**EXERCISE:** Show every line below where "replayed" can be found.

RECORDS PROVIDED START

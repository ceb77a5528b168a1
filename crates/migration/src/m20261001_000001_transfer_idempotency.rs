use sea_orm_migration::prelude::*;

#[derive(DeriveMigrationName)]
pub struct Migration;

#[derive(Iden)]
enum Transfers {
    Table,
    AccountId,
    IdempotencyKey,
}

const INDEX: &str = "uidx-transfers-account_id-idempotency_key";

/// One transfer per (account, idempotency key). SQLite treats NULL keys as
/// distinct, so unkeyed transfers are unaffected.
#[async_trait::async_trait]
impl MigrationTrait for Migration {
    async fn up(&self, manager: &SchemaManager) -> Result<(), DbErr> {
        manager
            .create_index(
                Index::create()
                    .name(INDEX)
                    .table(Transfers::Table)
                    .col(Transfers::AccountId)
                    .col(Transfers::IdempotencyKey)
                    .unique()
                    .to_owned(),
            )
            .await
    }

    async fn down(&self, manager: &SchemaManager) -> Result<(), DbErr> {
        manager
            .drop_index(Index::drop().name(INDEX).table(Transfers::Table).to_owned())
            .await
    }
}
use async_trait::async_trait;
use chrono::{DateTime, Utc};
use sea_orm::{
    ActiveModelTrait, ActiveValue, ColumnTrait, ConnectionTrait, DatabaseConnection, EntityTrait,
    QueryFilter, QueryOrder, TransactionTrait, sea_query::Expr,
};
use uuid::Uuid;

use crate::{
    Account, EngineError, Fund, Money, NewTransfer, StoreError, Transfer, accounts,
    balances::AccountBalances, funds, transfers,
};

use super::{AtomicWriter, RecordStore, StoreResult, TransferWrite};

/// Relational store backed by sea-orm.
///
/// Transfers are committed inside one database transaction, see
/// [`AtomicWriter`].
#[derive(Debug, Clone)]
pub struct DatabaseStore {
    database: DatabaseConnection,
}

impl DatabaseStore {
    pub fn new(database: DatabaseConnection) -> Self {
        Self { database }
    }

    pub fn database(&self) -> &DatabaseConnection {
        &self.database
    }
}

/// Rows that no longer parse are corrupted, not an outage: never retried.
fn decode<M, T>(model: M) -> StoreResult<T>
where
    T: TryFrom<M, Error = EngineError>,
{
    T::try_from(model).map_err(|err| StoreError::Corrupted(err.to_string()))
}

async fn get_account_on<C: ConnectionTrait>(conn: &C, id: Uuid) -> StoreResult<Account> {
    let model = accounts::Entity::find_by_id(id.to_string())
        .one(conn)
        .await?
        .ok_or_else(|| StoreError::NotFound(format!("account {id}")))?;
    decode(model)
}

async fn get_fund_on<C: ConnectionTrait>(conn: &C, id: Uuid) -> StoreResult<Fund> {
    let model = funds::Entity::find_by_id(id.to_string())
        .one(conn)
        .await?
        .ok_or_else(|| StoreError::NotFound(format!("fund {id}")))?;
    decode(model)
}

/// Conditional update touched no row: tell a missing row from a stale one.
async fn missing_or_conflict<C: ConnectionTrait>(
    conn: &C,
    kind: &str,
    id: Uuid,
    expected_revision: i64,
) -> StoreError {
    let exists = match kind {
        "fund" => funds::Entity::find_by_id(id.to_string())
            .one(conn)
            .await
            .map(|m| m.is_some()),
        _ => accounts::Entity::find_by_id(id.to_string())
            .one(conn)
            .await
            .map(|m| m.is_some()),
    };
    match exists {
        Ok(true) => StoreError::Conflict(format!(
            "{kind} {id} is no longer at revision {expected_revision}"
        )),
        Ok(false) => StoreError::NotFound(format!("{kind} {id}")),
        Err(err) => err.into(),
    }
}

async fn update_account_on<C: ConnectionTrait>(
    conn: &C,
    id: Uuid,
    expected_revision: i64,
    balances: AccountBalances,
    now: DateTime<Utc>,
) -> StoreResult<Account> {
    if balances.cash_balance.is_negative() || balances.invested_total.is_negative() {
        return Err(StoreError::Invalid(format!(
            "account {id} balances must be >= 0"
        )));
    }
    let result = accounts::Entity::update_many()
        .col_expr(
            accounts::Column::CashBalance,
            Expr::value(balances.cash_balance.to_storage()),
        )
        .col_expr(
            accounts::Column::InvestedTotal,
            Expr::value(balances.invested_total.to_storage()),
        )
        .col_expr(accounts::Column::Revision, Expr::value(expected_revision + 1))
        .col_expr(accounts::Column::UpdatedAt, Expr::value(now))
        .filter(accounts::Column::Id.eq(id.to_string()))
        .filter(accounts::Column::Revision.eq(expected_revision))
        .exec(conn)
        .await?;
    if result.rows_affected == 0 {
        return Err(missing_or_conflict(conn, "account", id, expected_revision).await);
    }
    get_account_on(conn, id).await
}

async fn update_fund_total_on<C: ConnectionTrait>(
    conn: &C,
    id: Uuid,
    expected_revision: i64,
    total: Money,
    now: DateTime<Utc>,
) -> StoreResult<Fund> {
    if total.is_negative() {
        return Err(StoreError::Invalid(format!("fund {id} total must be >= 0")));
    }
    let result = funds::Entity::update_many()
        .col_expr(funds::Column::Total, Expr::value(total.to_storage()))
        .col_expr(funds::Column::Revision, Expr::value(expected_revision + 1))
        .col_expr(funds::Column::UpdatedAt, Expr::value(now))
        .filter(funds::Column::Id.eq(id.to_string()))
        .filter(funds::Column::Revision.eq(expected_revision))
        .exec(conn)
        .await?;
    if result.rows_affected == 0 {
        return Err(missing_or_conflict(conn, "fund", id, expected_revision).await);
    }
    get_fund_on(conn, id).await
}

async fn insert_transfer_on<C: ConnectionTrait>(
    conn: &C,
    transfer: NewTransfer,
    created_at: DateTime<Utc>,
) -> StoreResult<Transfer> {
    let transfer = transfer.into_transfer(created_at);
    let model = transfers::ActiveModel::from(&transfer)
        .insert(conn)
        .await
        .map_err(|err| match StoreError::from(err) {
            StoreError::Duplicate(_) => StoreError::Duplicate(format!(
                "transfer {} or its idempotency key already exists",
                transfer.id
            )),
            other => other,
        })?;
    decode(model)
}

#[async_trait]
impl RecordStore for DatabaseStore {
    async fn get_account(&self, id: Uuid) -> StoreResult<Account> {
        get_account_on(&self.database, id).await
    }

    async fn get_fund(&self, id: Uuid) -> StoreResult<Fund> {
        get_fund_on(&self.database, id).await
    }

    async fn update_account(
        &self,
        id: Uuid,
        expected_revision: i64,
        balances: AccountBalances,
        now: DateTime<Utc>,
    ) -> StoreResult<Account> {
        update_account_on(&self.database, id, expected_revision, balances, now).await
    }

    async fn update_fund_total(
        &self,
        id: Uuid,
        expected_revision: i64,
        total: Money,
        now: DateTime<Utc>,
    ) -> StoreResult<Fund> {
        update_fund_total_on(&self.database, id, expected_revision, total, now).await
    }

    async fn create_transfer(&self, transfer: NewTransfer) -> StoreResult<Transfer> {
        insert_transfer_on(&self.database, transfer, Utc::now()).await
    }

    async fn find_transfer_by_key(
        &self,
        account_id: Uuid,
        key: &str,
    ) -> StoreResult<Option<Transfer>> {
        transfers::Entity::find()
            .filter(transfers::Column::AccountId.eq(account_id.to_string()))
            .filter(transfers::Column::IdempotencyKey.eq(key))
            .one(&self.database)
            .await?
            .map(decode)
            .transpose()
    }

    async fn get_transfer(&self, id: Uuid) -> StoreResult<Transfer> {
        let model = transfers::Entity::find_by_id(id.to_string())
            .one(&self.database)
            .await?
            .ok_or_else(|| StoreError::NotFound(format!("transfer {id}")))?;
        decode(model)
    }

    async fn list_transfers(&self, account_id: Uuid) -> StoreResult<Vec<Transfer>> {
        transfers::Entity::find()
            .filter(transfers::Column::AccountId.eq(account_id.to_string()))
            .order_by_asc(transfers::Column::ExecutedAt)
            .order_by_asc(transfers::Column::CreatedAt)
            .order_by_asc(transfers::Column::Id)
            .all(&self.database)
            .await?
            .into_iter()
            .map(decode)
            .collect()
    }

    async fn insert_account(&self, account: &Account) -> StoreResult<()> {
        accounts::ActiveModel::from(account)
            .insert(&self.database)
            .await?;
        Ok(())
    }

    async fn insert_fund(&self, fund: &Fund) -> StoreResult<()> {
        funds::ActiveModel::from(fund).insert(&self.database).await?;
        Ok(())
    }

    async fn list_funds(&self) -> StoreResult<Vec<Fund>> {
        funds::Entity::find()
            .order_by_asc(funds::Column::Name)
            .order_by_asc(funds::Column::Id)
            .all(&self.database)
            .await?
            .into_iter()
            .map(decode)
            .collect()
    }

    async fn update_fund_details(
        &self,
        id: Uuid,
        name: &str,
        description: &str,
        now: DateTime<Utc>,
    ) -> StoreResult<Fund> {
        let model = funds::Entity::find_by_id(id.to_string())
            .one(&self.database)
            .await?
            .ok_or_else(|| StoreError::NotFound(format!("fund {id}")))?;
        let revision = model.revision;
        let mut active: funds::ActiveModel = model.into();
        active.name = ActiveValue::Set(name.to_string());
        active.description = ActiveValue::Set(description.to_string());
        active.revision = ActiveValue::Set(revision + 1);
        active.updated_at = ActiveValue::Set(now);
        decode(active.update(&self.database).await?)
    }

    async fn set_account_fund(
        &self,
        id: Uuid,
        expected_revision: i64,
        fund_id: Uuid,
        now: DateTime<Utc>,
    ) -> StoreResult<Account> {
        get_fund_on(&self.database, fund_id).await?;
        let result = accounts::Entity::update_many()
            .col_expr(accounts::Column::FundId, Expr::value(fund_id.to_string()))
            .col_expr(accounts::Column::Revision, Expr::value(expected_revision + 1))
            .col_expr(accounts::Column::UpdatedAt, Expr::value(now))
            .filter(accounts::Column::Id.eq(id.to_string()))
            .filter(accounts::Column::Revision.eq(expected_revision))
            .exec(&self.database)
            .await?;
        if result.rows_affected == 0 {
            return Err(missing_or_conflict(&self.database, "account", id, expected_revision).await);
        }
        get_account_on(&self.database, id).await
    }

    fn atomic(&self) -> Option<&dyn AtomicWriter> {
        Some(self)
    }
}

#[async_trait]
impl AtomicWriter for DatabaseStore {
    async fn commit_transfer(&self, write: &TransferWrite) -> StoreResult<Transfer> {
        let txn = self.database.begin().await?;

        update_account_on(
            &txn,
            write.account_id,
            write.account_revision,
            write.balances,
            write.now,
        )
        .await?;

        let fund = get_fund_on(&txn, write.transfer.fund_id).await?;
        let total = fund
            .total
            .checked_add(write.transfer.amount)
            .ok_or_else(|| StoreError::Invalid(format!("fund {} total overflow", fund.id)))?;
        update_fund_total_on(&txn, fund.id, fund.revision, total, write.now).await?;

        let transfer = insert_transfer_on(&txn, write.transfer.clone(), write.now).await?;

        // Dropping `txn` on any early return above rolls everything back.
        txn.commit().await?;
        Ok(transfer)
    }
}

RECORDS PROVIDED END
RECORDS PROVIDED START

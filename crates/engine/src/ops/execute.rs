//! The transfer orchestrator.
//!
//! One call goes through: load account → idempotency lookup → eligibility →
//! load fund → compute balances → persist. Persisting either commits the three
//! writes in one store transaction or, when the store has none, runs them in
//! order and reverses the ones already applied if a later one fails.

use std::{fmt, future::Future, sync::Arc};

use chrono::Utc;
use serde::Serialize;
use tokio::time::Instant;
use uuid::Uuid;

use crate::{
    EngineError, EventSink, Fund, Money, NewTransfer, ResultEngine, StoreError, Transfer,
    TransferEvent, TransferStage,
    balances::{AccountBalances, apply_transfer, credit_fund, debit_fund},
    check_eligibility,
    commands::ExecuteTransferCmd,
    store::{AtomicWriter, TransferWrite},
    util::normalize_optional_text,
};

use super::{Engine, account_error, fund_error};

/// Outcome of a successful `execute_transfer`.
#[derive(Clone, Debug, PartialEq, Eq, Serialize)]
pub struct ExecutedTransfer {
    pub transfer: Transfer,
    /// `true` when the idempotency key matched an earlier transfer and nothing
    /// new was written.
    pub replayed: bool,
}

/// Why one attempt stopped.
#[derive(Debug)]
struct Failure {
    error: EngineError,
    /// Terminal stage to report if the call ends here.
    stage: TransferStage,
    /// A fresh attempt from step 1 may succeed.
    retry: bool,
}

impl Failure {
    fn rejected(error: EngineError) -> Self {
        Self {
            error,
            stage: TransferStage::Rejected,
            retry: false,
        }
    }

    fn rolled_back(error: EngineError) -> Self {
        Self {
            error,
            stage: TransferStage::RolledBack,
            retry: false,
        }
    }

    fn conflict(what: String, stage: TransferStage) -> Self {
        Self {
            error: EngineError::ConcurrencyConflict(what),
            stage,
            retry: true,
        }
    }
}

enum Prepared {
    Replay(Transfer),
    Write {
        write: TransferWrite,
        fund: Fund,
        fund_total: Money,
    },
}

RECORDS PROVIDED END
RECORDS PROVIDED START

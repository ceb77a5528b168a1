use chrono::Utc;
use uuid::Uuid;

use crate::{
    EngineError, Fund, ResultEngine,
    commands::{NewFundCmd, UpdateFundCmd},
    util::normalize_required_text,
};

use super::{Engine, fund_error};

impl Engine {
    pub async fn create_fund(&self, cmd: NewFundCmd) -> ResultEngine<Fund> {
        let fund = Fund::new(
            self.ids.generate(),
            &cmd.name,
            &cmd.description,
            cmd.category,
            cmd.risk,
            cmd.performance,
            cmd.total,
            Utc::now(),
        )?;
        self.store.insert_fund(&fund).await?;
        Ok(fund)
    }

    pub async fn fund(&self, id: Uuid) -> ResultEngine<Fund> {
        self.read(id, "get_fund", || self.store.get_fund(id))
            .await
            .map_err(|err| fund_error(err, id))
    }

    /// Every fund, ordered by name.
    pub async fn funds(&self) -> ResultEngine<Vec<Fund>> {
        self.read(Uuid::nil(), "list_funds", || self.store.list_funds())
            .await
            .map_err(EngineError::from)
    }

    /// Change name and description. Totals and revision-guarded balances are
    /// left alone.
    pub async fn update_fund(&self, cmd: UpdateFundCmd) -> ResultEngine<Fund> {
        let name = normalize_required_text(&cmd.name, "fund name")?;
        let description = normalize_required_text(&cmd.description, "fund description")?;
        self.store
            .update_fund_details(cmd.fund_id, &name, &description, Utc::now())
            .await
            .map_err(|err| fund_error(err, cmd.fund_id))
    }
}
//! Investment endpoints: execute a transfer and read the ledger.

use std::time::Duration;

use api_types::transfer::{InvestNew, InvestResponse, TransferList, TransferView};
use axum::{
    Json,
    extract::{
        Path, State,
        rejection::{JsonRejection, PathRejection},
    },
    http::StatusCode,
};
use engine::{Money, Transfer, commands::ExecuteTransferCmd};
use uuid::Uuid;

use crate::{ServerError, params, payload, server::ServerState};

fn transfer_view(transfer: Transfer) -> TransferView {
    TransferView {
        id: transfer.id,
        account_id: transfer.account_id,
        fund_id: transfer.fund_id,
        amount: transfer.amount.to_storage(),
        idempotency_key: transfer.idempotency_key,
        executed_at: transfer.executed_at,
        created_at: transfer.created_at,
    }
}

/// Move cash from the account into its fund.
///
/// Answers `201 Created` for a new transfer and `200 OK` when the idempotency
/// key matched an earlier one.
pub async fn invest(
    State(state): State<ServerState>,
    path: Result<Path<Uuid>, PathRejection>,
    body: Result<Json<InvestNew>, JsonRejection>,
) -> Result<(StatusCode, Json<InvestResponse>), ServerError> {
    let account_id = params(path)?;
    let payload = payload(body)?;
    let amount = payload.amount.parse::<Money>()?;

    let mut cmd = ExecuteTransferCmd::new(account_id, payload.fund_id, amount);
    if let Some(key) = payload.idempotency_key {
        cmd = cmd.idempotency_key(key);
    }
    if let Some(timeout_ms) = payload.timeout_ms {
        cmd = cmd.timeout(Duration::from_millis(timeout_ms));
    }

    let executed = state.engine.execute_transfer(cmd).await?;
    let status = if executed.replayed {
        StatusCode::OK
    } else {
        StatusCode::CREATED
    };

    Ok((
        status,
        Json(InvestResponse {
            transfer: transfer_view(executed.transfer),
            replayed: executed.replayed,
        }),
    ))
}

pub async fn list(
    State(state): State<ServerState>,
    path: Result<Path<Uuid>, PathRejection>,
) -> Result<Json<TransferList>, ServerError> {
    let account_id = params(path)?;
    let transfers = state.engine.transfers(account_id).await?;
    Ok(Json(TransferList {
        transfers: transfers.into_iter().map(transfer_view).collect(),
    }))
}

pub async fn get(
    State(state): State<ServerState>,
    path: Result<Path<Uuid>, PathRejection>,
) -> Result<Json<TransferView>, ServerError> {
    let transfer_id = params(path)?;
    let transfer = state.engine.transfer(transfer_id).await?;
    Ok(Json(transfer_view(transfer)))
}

RECORDS PROVIDED END

**EXPECTED ANSWER:**
    pub replayed: bool,
    let status = if executed.replayed {
            replayed: executed.replayed,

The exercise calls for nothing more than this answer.